Material for this task below:
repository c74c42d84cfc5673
use std::sync::{Arc, PoisonError, RwLock, Weak};

use reqwest::{Method, RequestBuilder, Response, StatusCode};
use serde::de::DeserializeOwned;
use serde::Serialize;
use tracing::{debug, error};

use crate::config::ClientConfig;
use crate::repositories::errors::api_client_errors::ApiClientError;

/// Supplies the bearer token for each outgoing request.
pub trait CredentialSource: Send + Sync {
    fn current_token(&self) -> Option<String>;
}

/// Notified whenever the backend rejects the current credential.
pub trait UnauthorizedHandler: Send + Sync {
    fn on_unauthorized(&self);
}

/// The single HTTP client every repository goes through.
///
/// The token is read from the credential source on every request rather than
/// cached, and any 401 is reported to the registered handler before the error
/// is returned to the caller.
pub struct HttpApiClient {
    client: reqwest::Client,
    base_url: String,
    credentials: Arc<dyn CredentialSource>,
    unauthorized_handler: RwLock<Option<Weak<dyn UnauthorizedHandler>>>,
}

impl HttpApiClient {
    pub fn new(
        config: &ClientConfig,
        credentials: Arc<dyn CredentialSource>,
    ) -> Result<Self, ApiClientError> {
        let client = reqwest::Client::builder()
            .timeout(config.request_timeout)
            .build()?;

        Ok(Self {
            client,
            base_url: config.api_base_url.trim_end_matches('/').to_string(),
            credentials,
            unauthorized_handler: RwLock::new(None),
        })
    }

    pub fn base_url(&self) -> &str {
        &self.base_url
    }

    /// Registers the handler without keeping it alive.
    pub fn set_unauthorized_handler(&self, handler: Weak<dyn UnauthorizedHandler>) {
        let mut slot = self
            .unauthorized_handler
            .write()
            .unwrap_or_else(PoisonError::into_inner);
        *slot = Some(handler);
    }

    fn notify_unauthorized(&self) {
        let handler = self
            .unauthorized_handler
            .read()
            .unwrap_or_else(PoisonError::into_inner)
            .as_ref()
            .and_then(Weak::upgrade);
        if let Some(handler) = handler {
            handler.on_unauthorized();
        }
    }

    fn request(&self, method: Method, path: &str) -> RequestBuilder {
        let url = format!("{}{}", self.base_url, path);
        debug!("{} {}", method, url);
        let builder = self.client.request(method, url);
        match self.credentials.current_token() {
            Some(token) => builder.bearer_auth(token),
            None => builder,
        }
    }

    async fn execute(&self, builder: RequestBuilder) -> Result<Response, ApiClientError> {
        let response = builder.send().await.map_err(|e| {
            error!("Request could not be completed: {}", e);
            ApiClientError::Transport(e.to_string())
        })?;

        let status = response.status();
        if status.is_success() {
            return Ok(response);
        }

        if status == StatusCode::UNAUTHORIZED {
            error!("Backend answered 401 Unauthorized, forcing logout");
            self.notify_unauthorized();
            return Err(ApiClientError::Unauthorized);
        }

        let body = response.text().await.unwrap_or_default();
        let err = ApiClientError::from_response(status.as_u16(), &body);
        error!("Request failed: {}", err);
        Err(err)
    }

    async fn read_json<T: DeserializeOwned>(response: Response) -> Result<T, ApiClientError> {
        let body = response.text().await?;
        serde_json::from_str(&body).map_err(ApiClientError::from)
    }

    pub(crate) async fn get_json<T: DeserializeOwned>(
        &self,
        path: &str,
    ) -> Result<T, ApiClientError> {
        let response = self.execute(self.request(Method::GET, path)).await?;
        Self::read_json(response).await
    }

    pub(crate) async fn send_json<B, T>(
        &self,
        method: Method,
        path: &str,
        body: &B,
    ) -> Result<T, ApiClientError>
    where
        B: Serialize + ?Sized,
        T: DeserializeOwned,
    {
        let response = self
            .execute(self.request(method, path).json(body))
            .await?;
        Self::read_json(response).await
    }

    /// Sends a request whose response body, if any, is ignored.
    pub(crate) async fn send_empty<B>(
        &self,
        method: Method,
        path: &str,
        body: Option<&B>,
    ) -> Result<(), ApiClientError>
    where
        B: Serialize + ?Sized,
    {
        let builder = match body {
            Some(body) => self.request(method, path).json(body),
            None => self.request(method, path),
        };
        self.execute(builder).await?;
        Ok(())
    }

    /// Like `send_json`, but an empty body yields `T::default()`.
    pub(crate) async fn send_json_or_default<B, T>(
        &self,
        method: Method,
        path: &str,
        body: &B,
    ) -> Result<T, ApiClientError>
    where
        B: Serialize + ?Sized,
        T: DeserializeOwned + Default,
    {
        let response = self
            .execute(self.request(method, path).json(body))
            .await?;
        let raw = response.text().await?;
        if raw.trim().is_empty() {
            return Ok(T::default());
        }
        serde_json::from_str(&raw).map_err(ApiClientError::from)
    }
}

/// Placeholder body for bodiless requests sent through `send_empty`.
pub(crate) const NO_BODY: Option<&()> = None;
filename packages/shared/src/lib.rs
pub mod config;
pub mod models;
pub mod repositories;
pub mod services;
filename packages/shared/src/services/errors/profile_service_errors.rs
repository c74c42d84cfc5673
use crate::repositories::errors::api_client_errors::ApiClientError;

#[derive(Debug, Clone, PartialEq)]
pub enum ProfileError {
    Api(ApiClientError),
    ValidationError(String),
}

impl std::fmt::Display for ProfileError {
    fn fmt(&self, f: &mut std::fmt::Formatter<'_>) -> std::fmt::Result {
        match self {
            ProfileError::Api(err) => write!(f, "API error: {}", err),
            ProfileError::ValidationError(msg) => write!(f, "Validation error: {}", msg),
        }
    }
}

impl std::error::Error for ProfileError {}

impl From<ApiClientError> for ProfileError {
    fn from(err: ApiClientError) -> Self {
        ProfileError::Api(err)
    }
}
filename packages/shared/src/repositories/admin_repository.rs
use async_trait::async_trait;
use reqwest::Method;

#[cfg(test)]
use mockall::automock;

use crate::models::user::{AdminUser, LinkingPermissionRequest};
use crate::repositories::api_client::{HttpApiClient, NO_BODY};
use crate::repositories::errors::api_client_errors::ApiClientError;

#[cfg_attr(test, automock)]
#[async_trait]
pub trait AdminRepository: Send + Sync {
    async fn list_users(&self) -> Result<Vec<AdminUser>, ApiClientError>;
    async fn activate_user(&self, user_id: i64) -> Result<(), ApiClientError>;
    async fn deactivate_user(&self, user_id: i64) -> Result<(), ApiClientError>;
    async fn set_linking_permission(
        &self,
        user_id: i64,
        request: &LinkingPermissionRequest,
    ) -> Result<(), ApiClientError>;
    async fn delete_user(&self, user_id: i64) -> Result<(), ApiClientError>;
}

#[async_trait]
impl AdminRepository for HttpApiClient {
    async fn list_users(&self) -> Result<Vec<AdminUser>, ApiClientError> {
        self.get_json("/admin/users").await
    }

    async fn activate_user(&self, user_id: i64) -> Result<(), ApiClientError> {
        self.send_empty(
            Method::POST,
            &format!("/admin/users/{}/activate", user_id),
            NO_BODY,
        )
        .await
    }

    async fn deactivate_user(&self, user_id: i64) -> Result<(), ApiClientError> {
        self.send_empty(
            Method::POST,
            &format!("/admin/users/{}/deactivate", user_id),
            NO_BODY,
        )
        .await
    }

    async fn set_linking_permission(
        &self,
        user_id: i64,
        request: &LinkingPermissionRequest,
    ) -> Result<(), ApiClientError> {
        self.send_empty(
            Method::PUT,
            &format!("/admin/users/{}/linking", user_id),
            Some(request),
        )
        .await
    }

    async fn delete_user(&self, user_id: i64) -> Result<(), ApiClientError> {
        self.send_empty(
            Method::DELETE,
            &format!("/admin/users/{}", user_id),
            NO_BODY,
        )
        .await
    }
}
End of Material for this task.
__Task item__
The answer should be the first line of the material and every line after it through the line containing "use crate::config::ClientConfig;", exactly as written, and nothing else.

__Response area__
repository c74c42d84cfc5673
use std::sync::{Arc, PoisonError, RwLock, Weak};

use reqwest::{Method, RequestBuilder, Response, StatusCode};
use serde::de::DeserializeOwned;
use serde::Serialize;
use tracing::{debug, error};

use crate::config::ClientConfig;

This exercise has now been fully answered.